The Guy Who Can Swing Dance

It’s 1:45, and for three hours and 45 minutes, The Guy Who Can Swing Dance has been patiently waiting while others have thrusted and ground their way to hip-hop-glory. Now it’s his turn. The speakers begin to throb the opening sounds of “Zoot Suit Riot” and he lindy hops to the center of the floor.

Slight in stature but blessed with the sweetest of moves, The Guy Who Can Swing Dance turns on the charm. The ladies love him.  Damn him! Not one of his steps is out of step, and the whole room knows it.

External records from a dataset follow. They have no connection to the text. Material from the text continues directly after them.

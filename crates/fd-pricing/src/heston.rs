//! Heston on a sinh spot axis × exponential variance axis.
//!
//! The pricing PDE splits as `u_τ = A1 u + A2 u + A0 u` with
//!
//! ```text
//! A1 = ½ v s² ∂ss + (r - q) s ∂s - ½ r
//! A2 = ½ σ² v ∂vv + κ(θ - v) ∂v - ½ r
//! A0 = ρ σ s v ∂sv
//! ```
//!
//! Boundaries:
//!
//! * `s = 0`: every spot coefficient vanishes.
//! * `s = S_max`: `u_ss = 0` and `u_s` equals the far slope of the payoff,
//!   carried by the residual of `A1`.
//! * `v = 0`: the PDE degenerates to `κθ u_v` with a two-point forward
//!   difference, keeping `A2` tridiagonal. The three-point forward
//!   difference is available through
//!   [`HestonGridConfig::second_order_variance_floor`].
//! * `v = V_max`: `u_v = 0`, mirrored into the second derivative.
//!
//! The engine starts with a coupled mixed term; [`diagonalize`] switches it
//! to the factored form needed by Hundsdorfer–Verwer.
//!
//! [`diagonalize`]: HestonFiniteDifferenceEngine::diagonalize

use fd_core::{
    errors::{Error, Result},
    Real, Time,
};
use fd_methods::finite_differences::coefficients::{
    centered, deltas, forward_first, forward_first_two_point, with_policy,
};
use fd_methods::{
    exponential_axis, sinh_axis, steps_for, BandedOperator, Combine, CoupledOperator,
    DiagonalizedOperator, FiniteDifferenceEngine, Grid, MixedOperator, Scheme, Stencil,
};
use tracing::debug;

use crate::config::HestonGridConfig;
use crate::option::HestonOption;

/// `f(s, v)` at every grid point.
fn on_grid(points: &[(Real, Real)], f: impl Fn(Real, Real) -> Real) -> Vec<Real> {
    points.iter().map(|&(s, v)| f(s, v)).collect()
}

/// Finite-difference pricer for a [`HestonOption`].
#[derive(Debug, Clone)]
pub struct HestonFiniteDifferenceEngine<C = CoupledOperator> {
    option: HestonOption,
    config: HestonGridConfig,
    engine: FiniteDifferenceEngine<C>,
}

impl HestonFiniteDifferenceEngine<CoupledOperator> {
    /// Build the grid, the per-axis operators and the mixed term.
    pub fn new(option: HestonOption, config: HestonGridConfig) -> Result<Self> {
        option.validate()?;
        if config.nspots < 3 || config.nvols < 3 {
            return Err(Error::Configuration(format!(
                "Heston grid needs at least 3 knots per axis, got {}x{}",
                config.nspots, config.nvols
            )));
        }
        let k = option.strike;
        let spots = sinh_axis(
            option.spot,
            config.spot_max_factor * k,
            config.spot_density_factor * k,
            config.nspots,
            config.force_exact,
        )?;
        let vars = exponential_axis(
            0.0,
            option.variance,
            config.variance_max,
            config.variance_power,
            config.nvols,
            config.force_exact,
        )?;
        let grid = Grid::new(vec![spots.clone(), vars.clone()], |p| option.payoff(p[0]))?;
        let shape = grid.shape().to_vec();
        let (ns, nv) = (shape[0], shape[1]);
        let points: Vec<(Real, Real)> = (0..grid.len())
            .map(|p| (spots[p / nv], vars[p % nv]))
            .collect();

        let HestonOption {
            interest_rate: r,
            dividend_yield: q,
            mean_reversion: kappa,
            mean_variance: theta,
            vol_of_variance: sigma,
            correlation: rho,
            ..
        } = option;

        // ── A1: spot ──
        let ds = deltas(&spots);
        let spot = with_policy(&ds, config.spot_wind)?;
        let d2s = BandedOperator::new(spot.second)
            .with_stencils(spot.stencils.clone())
            .for_axis(&shape, 0)?;
        let d1s = BandedOperator::new(spot.first)
            .with_stencils(spot.stencils)
            .for_axis(&shape, 0)?;
        let mut a1 = d2s
            .scale_rows(&on_grid(&points, |s, v| 0.5 * v * s * s))?
            .combine(&d1s.scale_rows(&on_grid(&points, |s, _| (r - q) * s))?, Combine::Add)?
            .add_to_diagonal(-0.5 * r);
        let far = (r - q) * spots[ns - 1] * option.option_type.far_slope();
        for j in 0..nv {
            a1.residual_mut()[(ns - 1) * nv + j] = far;
        }

        // ── A2: variance ──
        let dv = deltas(&vars);
        let variance = with_policy(&dv, config.variance_wind)?;
        let mut stencils = variance.stencils;
        stencils[0] = Stencil::Forward;
        let mut d1v = BandedOperator::new(variance.first).with_stencils(stencils.clone());
        let mut d2v = BandedOperator::new(variance.second).with_stencils(stencils);
        if config.second_order_variance_floor {
            d1v.set_row(0, &forward_first(dv[0], dv[1]));
        } else {
            d1v.set_row(0, &forward_first_two_point(dv[0]));
        }
        let top = dv[nv - 2];
        d2v.set_row(nv - 1, &[(-1, 2.0 / (top * top)), (0, -2.0 / (top * top))]);
        let a2 = d2v
            .for_axis(&shape, 1)?
            .scale_rows(&on_grid(&points, |_, v| 0.5 * sigma * sigma * v))?
            .combine(
                &d1v.for_axis(&shape, 1)?
                    .scale_rows(&on_grid(&points, |_, v| kappa * (theta - v)))?,
                Combine::Add,
            )?
            .add_to_diagonal(-0.5 * r);

        // ── A0: mixed ──
        let cross = CoupledOperator::new(
            BandedOperator::new(centered(&ds)?.first).for_axis(&shape, 0)?,
            BandedOperator::new(centered(&dv)?.first).for_axis(&shape, 1)?,
            on_grid(&points, |s, v| rho * sigma * s * v),
        )?;

        debug!(
            ns,
            nv,
            spot_max = spots[ns - 1],
            variance_max = vars[nv - 1],
            a1_offsets = ?a1.offsets(),
            a2_offsets = ?a2.offsets(),
            "Heston operators built"
        );
        let engine = FiniteDifferenceEngine::new(grid, vec![a1, a2])?.with_cross(0, 1, cross)?;
        Ok(Self {
            option,
            config,
            engine,
        })
    }

    /// Switch the mixed term to its factored form.
    pub fn diagonalize(self) -> HestonFiniteDifferenceEngine<DiagonalizedOperator> {
        HestonFiniteDifferenceEngine {
            option: self.option,
            config: self.config,
            engine: self.engine.diagonalize(),
        }
    }
}

impl HestonFiniteDifferenceEngine<DiagonalizedOperator> {
    /// Already diagonalized; returns `self` unchanged.
    pub fn diagonalize(self) -> Self {
        self
    }
}

impl<C: MixedOperator> HestonFiniteDifferenceEngine<C> {
    /// The contract.
    pub fn option(&self) -> &HestonOption {
        &self.option
    }

    /// The grid configuration.
    pub fn config(&self) -> &HestonGridConfig {
        &self.config
    }

    /// The underlying engine.
    pub fn engine(&self) -> &FiniteDifferenceEngine<C> {
        &self.engine
    }

    /// Mutable access to the underlying engine.
    pub fn engine_mut(&mut self) -> &mut FiniteDifferenceEngine<C> {
        &mut self.engine
    }

    /// The spot × variance grid.
    pub fn grid(&self) -> &Grid {
        self.engine.grid()
    }

    /// Steps of size `dt` covering the tenor.
    pub fn steps(&self, dt: Time) -> usize {
        steps_for(self.option.tenor, dt)
    }

    /// March the payoff to today with `scheme`.
    pub fn run<S: Scheme<C> + ?Sized>(&mut self, scheme: &S, dt: Time) -> Result<Vec<Real>> {
        let steps = self.steps(dt);
        let initial = self.engine.grid().initial().to_vec();
        self.engine.run(scheme, steps, dt, &initial)
    }

    /// As [`run`](Self::run), after `smoothing_steps` pairs of implicit
    /// half steps.
    pub fn run_smooth<S: Scheme<C> + ?Sized>(
        &mut self,
        scheme: &S,
        dt: Time,
        smoothing_steps: usize,
    ) -> Result<Vec<Real>> {
        let steps = self.steps(dt);
        let initial = self.engine.grid().initial().to_vec();
        self.engine
            .solve_smooth(steps, dt, &initial, smoothing_steps, scheme)
    }

    /// The solution read at today's spot and variance.
    pub fn price(&self, values: &[Real]) -> Result<Real> {
        self.grid()
            .interpolate(values, &[self.option.spot, self.option.variance])
    }

    /// Semi-analytical price of the contract.
    pub fn analytical(&self) -> Result<Real> {
        self.option.analytical()
    }
}

#[cfg(test)]
mod tests {
    use super::*;
    use fd_methods::{Dimension, OperatorRef, WindPolicy};

    fn small() -> HestonFiniteDifferenceEngine {
        HestonFiniteDifferenceEngine::new(
            HestonOption::default(),
            HestonGridConfig::default().with_size(30, 20),
        )
        .unwrap()
    }

    #[test]
    fn coordinates_are_knots() {
        let e = small();
        let (s, v) = (e.grid().axis(0), e.grid().axis(1));
        assert!(s.contains(&100.0));
        assert!(v.contains(&0.04));
        assert_eq!(s[0], 0.0);
        assert_eq!(v[0], 0.0);
        assert_eq!(e.grid().shape(), &[30, 20]);
    }

    #[test]
    fn operator_bands() {
        let e = small();
        let ops = e.engine().axis_operators();
        assert!(ops.iter().all(|op| op.is_tridiagonal()));
        assert_eq!(
            e.engine().dimensions(),
            vec![Dimension::Axis(0), Dimension::Axis(1), Dimension::CrossAxis(0, 1)]
        );
        match e.engine().operator(Dimension::CrossAxis(0, 1)) {
            Some(OperatorRef::Cross(c)) => {
                assert_eq!(c.banded().offsets(), &[-21, -20, -19, -1, 0, 1, 19, 20, 21]);
            }
            _ => panic!("missing cross term"),
        }
    }

    #[test]
    fn second_order_variance_floor_widens_a2() {
        let e = HestonFiniteDifferenceEngine::new(
            HestonOption::default(),
            HestonGridConfig::default()
                .with_size(30, 20)
                .with_second_order_variance_floor(true),
        )
        .unwrap();
        let ops = e.engine().axis_operators();
        assert!(ops[0].is_tridiagonal());
        assert_eq!(ops[1].logical_offsets(), vec![-1, 0, 1, 2]);
    }

    #[test]
    fn axis_operators_record_their_stencils() {
        let e = HestonFiniteDifferenceEngine::new(
            HestonOption::default(),
            HestonGridConfig::default()
                .with_size(30, 20)
                .with_spot_wind(WindPolicy::Upwind(20))
                .with_variance_wind(WindPolicy::Downwind(5)),
        )
        .unwrap();
        let ops = e.engine().axis_operators();

        let a1 = ops[0].stencils();
        assert_eq!(a1.len(), 30);
        assert_eq!(a1[0], Stencil::Boundary);
        assert_eq!(a1[10], Stencil::Centered);
        assert!(a1[20..29].iter().all(|s| *s == Stencil::Forward));
        assert_eq!(a1[29], Stencil::Boundary);

        let a2 = ops[1].stencils();
        assert_eq!(a2.len(), 20);
        assert_eq!(a2[0], Stencil::Forward);
        assert!(a2[1..=5].iter().all(|s| *s == Stencil::Backward));
        assert_eq!(a2[6], Stencil::Centered);
        assert_eq!(a2[19], Stencil::Boundary);

        let centered = small();
        let a2 = centered.engine().axis_operators()[1].stencils();
        assert_eq!(a2[0], Stencil::Forward);
        assert!(a2[1..19].iter().all(|s| *s == Stencil::Centered));
    }

    #[test]
    fn far_spot_residual() {
        let e = small();
        let a1 = &e.engine().axis_operators()[0];
        let s_max = e.grid().axis(0)[29];
        assert!((a1.residual()[29 * 20 + 5] - 0.03 * s_max).abs() < 1e-12);
        assert_eq!(a1.residual()[28 * 20 + 5], 0.0);

        let put = HestonFiniteDifferenceEngine::new(
            HestonOption {
                option_type: crate::OptionType::Put,
                ..HestonOption::default()
            },
            HestonGridConfig::default().with_size(30, 20),
        )
        .unwrap();
        assert!(put.engine().axis_operators()[0]
            .residual()
            .iter()
            .all(|r| *r == 0.0));
    }

    #[test]
    fn diagonalize_keeps_the_operator() {
        let coupled = small();
        let v: Vec<Real> = coupled.grid().initial().to_vec();
        let lv = coupled.engine().apply(&v);
        let diag = coupled.diagonalize().diagonalize();
        for (a, b) in lv.iter().zip(diag.engine().apply(&v)) {
            assert!((a - b).abs() <= 1e-9 * a.abs().max(1.0));
        }
    }

    #[test]
    fn rejects_tiny_grids() {
        assert!(matches!(
            HestonFiniteDifferenceEngine::new(
                HestonOption::default(),
                HestonGridConfig::default().with_size(2, 20)
            ),
            Err(Error::Configuration(_))
        ));
    }
}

He floats around the dance floor with partner in tow like a sexual butterfly. There he is, spinning and winning all the girls. I would kick his ass if it wasn’t for the huge man-crush I have at the moment. I watch The Guy Who Can Swing Dance and wish I had chosen the “dance unit” in 10th grade gym class instead of dodgeball.

2 a.m. has finally come, and the music stops. I’m sad because I haven’t seen all my friends. Notable absences have included, but are not limited to, The Surprise (the shy person in section who morphs into a total party animal), The Alternative (turns every hip-hop song into a Nirvana-esque mosh-pit) and The Guy Who Jokes About Doing Hard Drugs In The Bathroom. Oh well. Saturday is another night.  I’m going to Tommy’s now.  What?  It’s closed?  Shit.

Matthew J. Amato ’06 is a History and Literature concentrator in Pforzheimer House.  He has actually never been to a party at Harvard.